TEXTO: PABLO ORTEGA/ FOTOGALERÍA: MÓNICA CALLE | 16 DE DICIEMBRE DE 2011
Es innegable que la pasión por lo retro lo invade todo: moda, decoración, música... pasando, como no podía ser de otra manera, por las series de televisión y el cine. De hecho, la imagen que acompaña estas líneas bien podría ilustrar nuestra sección ‘Fotos con historia’ de no ser porque se trata, en realidad, de una de las secuencias de The artist, que llegará a nuestros cines el próximo 16 de diciembre con el aval de sus cuatro nominaciones a los premios de la Academia Europea de Cine, incluido el de Mejor Película. Aun así, no deja de sorprendernos que el cineasta francés Michel Hazanavicius haya tenido los arrestos de rodar un filme a imagen y semejanza de aquellas películas de finales de los veinte y principios de los treinta. Y no nos referimos a que la haya ambientado estéticamente en aquella época, sino a que se ha atrevido a realizar una cinta muda y en blanco y negro en un momento en el que parece que la mayoría de espectadores sólo están dispuestos a rascarse el bolsillo para entrar a una sala de cine a cambio de emociones fuertes a golpe de motion capture, tres dimensiones y demás virguerías tecnológicas. Paradójicamente, este regreso al pasado constituye una bocanada de aire fresco en el panorama cinéfilo. La película se presentó en la pasada edición del festival de Cannes como una de las grandes favoritas a la Palma de Oro, galardón que finalmente cayó en las manos de Terrence Malick por El árbol de la vida.

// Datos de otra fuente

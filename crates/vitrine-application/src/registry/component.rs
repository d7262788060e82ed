//! Component Registry
//!
//! Components register themselves via a `linkme` distributed slice and are
//! discovered at runtime by `(client_type, name)`. The factory in
//! [`crate::factory`] is the only intended caller of
//! [`resolve_component`]; it adds name validation and decorator wrapping on
//! top.

use vitrine_domain::error::{Error, Result};

use crate::context::Context;
use crate::ports::Component;

/// Registry entry for a page component implementation
///
/// Each implementation registers one entry per `(client_type, name)` pair it
/// provides. The factory function receives the shared service context and
/// returns the component behind the capability trait, so a resolved entry
/// can never lack a required capability.
pub struct ComponentEntry {
    /// Type path the implementation serves, e.g. `"locale/select"`
    pub client_type: &'static str,
    /// Implementation name selected through configuration, e.g. `"Standard"`
    pub name: &'static str,
    /// Human-readable description
    pub description: &'static str,
    /// Factory function creating the component instance
    pub factory: fn(&Context) -> Result<Box<dyn Component>>,
}

// Components submit entries at compile time.
#[linkme::distributed_slice]
pub static COMPONENTS: [ComponentEntry] = [..];

/// Resolve a component implementation from the registry
///
/// Searches the registry for an entry matching the type path and
/// implementation name and invokes its factory.
pub fn resolve_component(
    context: &Context,
    client_type: &str,
    name: &str,
) -> Result<Box<dyn Component>> {
    for entry in COMPONENTS {
        if entry.client_type == client_type && entry.name == name {
            return (entry.factory)(context);
        }
    }

    Err(Error::UnknownComponent {
        client_type: client_type.to_string(),
        name: name.to_string(),
        available: COMPONENTS
            .iter()
            .map(|entry| format!("{}:{}", entry.client_type, entry.name))
            .collect(),
    })
}

/// List all registered components as `(client_type, name, description)`
///
/// Useful for CLI help and configuration validation.
pub fn list_components() -> Vec<(&'static str, &'static str, &'static str)> {
    COMPONENTS
        .iter()
        .map(|entry| (entry.client_type, entry.name, entry.description))
        .collect()
}
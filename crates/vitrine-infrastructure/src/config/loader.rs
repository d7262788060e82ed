//! Configuration loader
//!
//! Loads the application configuration from defaults, a TOML file and
//! environment variables using Figment. Later sources override earlier
//! ones; the merged result is validated before use.

use std::env;
use std::path::{Path, PathBuf};

use figment::Figment;
use figment::providers::{Env, Format, Serialized, Toml};

use vitrine_domain::constants::{CONFIG_ENV_PREFIX, DEFAULT_CONFIG_DIR, DEFAULT_CONFIG_FILENAME};
use vitrine_domain::error::{Error, Result};

use crate::config::AppConfig;
use crate::logging::{log_config_loaded, parse_log_level};

/// Configuration loader service
#[derive(Clone)]
pub struct ConfigLoader {
    /// Configuration file path
    config_path: Option<PathBuf>,

    /// Environment prefix
    env_prefix: String,
}

impl ConfigLoader {
    /// Create a new configuration loader with default settings
    pub fn new() -> Self {
        Self {
            config_path: None,
            env_prefix: CONFIG_ENV_PREFIX.to_string(),
        }
    }

    /// Set the configuration file path
    pub fn with_config_path<P: AsRef<Path>>(mut self, path: P) -> Self {
        self.config_path = Some(path.as_ref().to_path_buf());
        self
    }

    /// Set the environment variable prefix
    pub fn with_env_prefix<S: Into<String>>(mut self, prefix: S) -> Self {
        self.env_prefix = prefix.into();
        self
    }

    /// Load configuration from all sources
    ///
    /// Sources are merged in this order (later sources override earlier):
    /// 1. Default values from `AppConfig::default()`
    /// 2. TOML configuration file (if it exists)
    /// 3. Environment variables with prefix, nested keys separated by `__`
    ///    (e.g. `VITRINE_LOGGING__LEVEL=debug`)
    pub fn load(&self) -> Result<AppConfig> {
        let mut figment = Figment::new().merge(Serialized::defaults(AppConfig::default()));

        if let Some(config_path) = &self.config_path {
            if config_path.exists() {
                figment = figment.merge(Toml::file(config_path));
                log_config_loaded(config_path, true);
            } else {
                log_config_loaded(config_path, false);
            }
        } else if let Some(default_path) = Self::find_default_config_path() {
            figment = figment.merge(Toml::file(&default_path));
            log_config_loaded(&default_path, true);
        }

        figment = figment.merge(Env::prefixed(&format!("{}_", self.env_prefix)).split("__"));

        let config: AppConfig = figment.extract().map_err(|err| Error::Config {
            message: "Failed to extract configuration".to_string(),
            source: Some(Box::new(err)),
        })?;

        validate_app_config(&config)?;

        Ok(config)
    }

    /// Get the configured file path
    pub fn config_path(&self) -> Option<&Path> {
        self.config_path.as_deref()
    }

    /// Find the first existing default configuration file
    fn find_default_config_path() -> Option<PathBuf> {
        let current_dir = env::current_dir().ok()?;

        let candidates = vec![
            current_dir.join(DEFAULT_CONFIG_FILENAME),
            current_dir
                .join(DEFAULT_CONFIG_DIR)
                .join(DEFAULT_CONFIG_FILENAME),
            dirs::config_dir()
                .map(|d| d.join(DEFAULT_CONFIG_DIR).join(DEFAULT_CONFIG_FILENAME))
                .unwrap_or_default(),
            dirs::home_dir()
                .map(|d| {
                    d.join(format!(".{DEFAULT_CONFIG_DIR}"))
                        .join(DEFAULT_CONFIG_FILENAME)
                })
                .unwrap_or_default(),
        ];

        candidates.into_iter().find(|path| path.exists())
    }
}

impl Default for ConfigLoader {
    fn default() -> Self {
        Self::new()
    }
}

/// Validate the merged application configuration
fn validate_app_config(config: &AppConfig) -> Result<()> {
    parse_log_level(&config.logging.level)?;

    if config.layouts.as_os_str().is_empty() {
        return Err(Error::config("Layouts directory cannot be empty"));
    }

    for item in &config.locale.items {
        if item.language_id.is_empty() || item.currency_id.is_empty() {
            return Err(Error::config(
                "Locale items need both a language and a currency id",
            ));
        }
    }

    Ok(())
}
//! Context bootstrap
//!
//! Wires the configured adapters into the [`Context`] the rendering engine
//! runs on: slash-path configuration, tera templates, the in-memory session
//! store, the catalog translator and the configured locale repository.

use std::path::Path;
use std::sync::Arc;

use vitrine_application::Context;
use vitrine_domain::error::Result;
use vitrine_domain::ports::Translator;

use crate::config::{AppConfig, ConfigLoader, TreeConfig};
use crate::i18n::CatalogTranslator;
use crate::locales::ConfigLocaleRepository;
use crate::session::MemorySessionStore;
use crate::templating::TeraTemplateEngine;

/// Load configuration and assemble the service context
///
/// `config_path` overrides the default configuration file discovery.
pub fn bootstrap(config_path: Option<&Path>) -> Result<(AppConfig, Context)> {
    let mut loader = ConfigLoader::new();
    if let Some(path) = config_path {
        loader = loader.with_config_path(path);
    }

    let config = loader.load()?;
    let context = build_context(&config)?;
    Ok((config, context))
}

/// Assemble the service context from a loaded configuration
pub fn build_context(config: &AppConfig) -> Result<Context> {
    let translator: Arc<dyn Translator> = match &config.translations {
        Some(dir) => Arc::new(CatalogTranslator::from_dir(dir)?),
        None => Arc::new(CatalogTranslator::empty()),
    };

    Context::builder()
        .with_config(Arc::new(TreeConfig::from_app_config(config)?))
        .with_templates(Arc::new(TeraTemplateEngine::new(&config.layouts)?))
        .with_session(Arc::new(MemorySessionStore::new()))
        .with_translator(translator)
        .with_locales(Arc::new(ConfigLocaleRepository::new(
            config.locale.items.clone(),
        )))
        .build()
}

The artist relata la gran revolución que supuso la llegada del cine sonoro para la industria de Hollywood. Y lo hace a través de dos personajes cuyos destinos se irán entrecruzando a lo largo de los años. Por un lado, George Valentin (interpretado por Jean Dujardin, quien sí consiguió llevarse el gato al agua en Cannes como Mejor Actor), un afamado galán de la época que verá cómo su exitosa carrera se acaba de la noche a la mañana con la llegada del nuevo formato. Por otro, Peppy Miller (una adorable Bérénice Bejo), que pasará de ser una simple extra a convertirse en la nueva musa de la etapa que acaba de comenzar. Junto a los dos protagonistas (hasta ahora sólo conocidos en su país), encontramos a secundarios de lujo como John Goodman y Malcolm McDowell.

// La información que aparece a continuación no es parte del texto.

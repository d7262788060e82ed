//! Translation adapter
//!
//! TOML-catalog implementation of the [`Translator`] port. Each catalog
//! domain is one `<domain>.toml` file of `"message" = "translation"` pairs
//! in the configured translations directory. Unknown messages fall back to
//! the message text itself, so untranslated installations keep working.

use std::collections::HashMap;
use std::path::Path;

use vitrine_domain::error::{Error, Result};
use vitrine_domain::ports::Translator;

/// Catalog-based translator
#[derive(Debug, Default, Clone)]
pub struct CatalogTranslator {
    catalogs: HashMap<String, HashMap<String, String>>,
}

impl CatalogTranslator {
    /// Create a translator without catalogs (identity translation)
    pub fn empty() -> Self {
        Self::default()
    }

    /// Load every `<domain>.toml` catalog below the given directory
    pub fn from_dir(dir: &Path) -> Result<Self> {
        let mut catalogs = HashMap::new();

        for entry in std::fs::read_dir(dir)? {
            let path = entry?.path();
            if path.extension().and_then(|ext| ext.to_str()) != Some("toml") {
                continue;
            }
            let Some(domain) = path.file_stem().and_then(|stem| stem.to_str()) else {
                continue;
            };

            let raw = std::fs::read_to_string(&path)?;
            let entries: HashMap<String, String> =
                toml::from_str(&raw).map_err(|err| Error::Config {
                    message: format!("Invalid translation catalog \"{}\"", path.display()),
                    source: Some(Box::new(err)),
                })?;
            catalogs.insert(domain.to_string(), entries);
        }

        Ok(Self { catalogs })
    }

    /// Add a catalog programmatically (used by tests and embedders)
    pub fn with_catalog(
        mut self,
        domain: impl Into<String>,
        entries: HashMap<String, String>,
    ) -> Self {
        self.catalogs.insert(domain.into(), entries);
        self
    }
}

impl Translator for CatalogTranslator {
    fn translate(&self, domain: &str, message: &str) -> String {
        self.catalogs
            .get(domain)
            .and_then(|catalog| catalog.get(message))
            .cloned()
            .unwrap_or_else(|| message.to_string())
    }
}
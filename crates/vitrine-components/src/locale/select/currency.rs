//! Currency list of the locale picker
//!
//! Counterpart of the language list; renders the currencies available for
//! the selected language from the seeded selection data.

use serde_json::Value;

use vitrine_application::registry::{COMPONENTS, ComponentEntry};
use vitrine_application::{Component, Composite, Context};
use vitrine_domain::error::Result;
use vitrine_domain::view::View;

const CLIENT_TYPE: &str = "locale/select/currency";
const SUBPARTS: &[&str] = &[];

/// View key holding the concatenated sub-part body markup
pub const VIEW_CURRENCY_BODY: &str = "select_currency_body";

/// Currency list component
pub struct CurrencyClient {
    base: Composite,
}

impl CurrencyClient {
    /// Create the component over the given service context
    pub fn new(context: Context) -> Self {
        Self {
            base: Composite::new(context, CLIENT_TYPE, SUBPARTS),
        }
    }
}

impl Component for CurrencyClient {
    fn client_type(&self) -> &str {
        self.base.client_type()
    }

    fn body(&self, uid: &str, view: &mut View) -> Result<String> {
        let html = match self.base.body_parts(uid, view) {
            Ok(html) => html,
            Err(err) => {
                self.base.report(err, view);
                String::new()
            }
        };
        view.set(VIEW_CURRENCY_BODY, Value::String(html));

        let defaults = ["locale/select/currency-body-standard.html".to_string()];
        self.base.render(view, "template-body", &defaults)
    }

    fn header(&self, uid: &str, view: &mut View) -> Result<Option<String>> {
        Ok(self.base.swallow_header(self.base.header_parts(uid, view)))
    }

    fn process(&self, view: &mut View) -> Result<()> {
        self.base.process_parts(view)
    }

    fn sub_client(&self, client_type: &str, name: Option<&str>) -> Result<Box<dyn Component>> {
        self.base.create_sub_client(client_type, name)
    }
}

// ============================================================================
// Auto-registration via linkme
// ============================================================================

#[linkme::distributed_slice(COMPONENTS)]
static LOCALE_SELECT_CURRENCY: ComponentEntry = ComponentEntry {
    client_type: "locale/select/currency",
    name: "Standard",
    description: "Currency list of the locale picker",
    factory: |context| Ok(Box::new(CurrencyClient::new(context.clone()))),
};
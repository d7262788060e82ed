//! Component decorators
//!
//! Decorators wrap a component behind the same capability trait and are
//! layered by the factory according to configuration. Typical uses: tracing
//! what is currently rendered, short-circuiting phases under conditions, or
//! modifying what is returned to the parent.

/// Fragment cache decorator
pub mod cache;
/// Phase tracing decorator
pub mod log;

pub use cache::CacheDecorator;
pub use log::LogDecorator;
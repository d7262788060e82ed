//! Shared service context
//!
//! A [`Context`] bundles the service ports every component needs: the
//! configuration store, the session store, the translator, the template
//! engine and the locale repository. It is assembled once at startup (see
//! `vitrine-infrastructure`), cloned cheaply (all fields are `Arc`s) and
//! handed to every component factory.

use std::sync::Arc;

use vitrine_domain::error::{Error, Result};
use vitrine_domain::ports::{ConfigStore, LocaleRepository, SessionStore, TemplateEngine, Translator};

/// Bundle of the service ports shared by all components
#[derive(Clone)]
pub struct Context {
    config: Arc<dyn ConfigStore>,
    session: Arc<dyn SessionStore>,
    translator: Arc<dyn Translator>,
    templates: Arc<dyn TemplateEngine>,
    locales: Arc<dyn LocaleRepository>,
}

impl Context {
    /// Start building a context
    pub fn builder() -> ContextBuilder {
        ContextBuilder::default()
    }

    /// Configuration store
    pub fn config(&self) -> &dyn ConfigStore {
        self.config.as_ref()
    }

    /// Session store
    pub fn session(&self) -> &dyn SessionStore {
        self.session.as_ref()
    }

    /// Message translator
    pub fn translator(&self) -> &dyn Translator {
        self.translator.as_ref()
    }

    /// Template engine
    pub fn templates(&self) -> &dyn TemplateEngine {
        self.templates.as_ref()
    }

    /// Locale repository
    pub fn locales(&self) -> &dyn LocaleRepository {
        self.locales.as_ref()
    }
}

impl std::fmt::Debug for Context {
    fn fmt(&self, f: &mut std::fmt::Formatter<'_>) -> std::fmt::Result {
        f.debug_struct("Context").finish_non_exhaustive()
    }
}

/// Builder assembling a [`Context`] from service implementations
#[derive(Default)]
pub struct ContextBuilder {
    config: Option<Arc<dyn ConfigStore>>,
    session: Option<Arc<dyn SessionStore>>,
    translator: Option<Arc<dyn Translator>>,
    templates: Option<Arc<dyn TemplateEngine>>,
    locales: Option<Arc<dyn LocaleRepository>>,
}

impl ContextBuilder {
    /// Set the configuration store
    pub fn with_config(mut self, config: Arc<dyn ConfigStore>) -> Self {
        self.config = Some(config);
        self
    }

    /// Set the session store
    pub fn with_session(mut self, session: Arc<dyn SessionStore>) -> Self {
        self.session = Some(session);
        self
    }

    /// Set the translator
    pub fn with_translator(mut self, translator: Arc<dyn Translator>) -> Self {
        self.translator = Some(translator);
        self
    }

    /// Set the template engine
    pub fn with_templates(mut self, templates: Arc<dyn TemplateEngine>) -> Self {
        self.templates = Some(templates);
        self
    }

    /// Set the locale repository
    pub fn with_locales(mut self, locales: Arc<dyn LocaleRepository>) -> Self {
        self.locales = Some(locales);
        self
    }

    /// Build the context, failing when a service is missing
    pub fn build(self) -> Result<Context> {
        Ok(Context {
            config: self.config.ok_or_else(|| missing("configuration store"))?,
            session: self.session.ok_or_else(|| missing("session store"))?,
            translator: self.translator.ok_or_else(|| missing("translator"))?,
            templates: self.templates.ok_or_else(|| missing("template engine"))?,
            locales: self.locales.ok_or_else(|| missing("locale repository"))?,
        })
    }
}

fn missing(what: &str) -> Error {
    Error::config(format!("Context is missing a {what}"))
}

Cine arriesgado, que prescinde de artificios pero derrocha ternura y humor, que nos regala una puesta en escena formidable y una magnífica elegancia formal. Su propio título podría entenderse como una declaración de principios; como una reivindicación de que la esencia de la interpretación reside en los gestos, las miradas, las sonrisas y en esa arrebatadora química que mantienen los protagonistas. Ya lo decía Peter Jackson hace sólo un par de meses en estas mismas páginas: “Me río de los que piensan que la tecnología digital acabará desplazando a los actores”. Y es que una imagen (bien rodada) vale más que mil palabras, añadimos nosotros.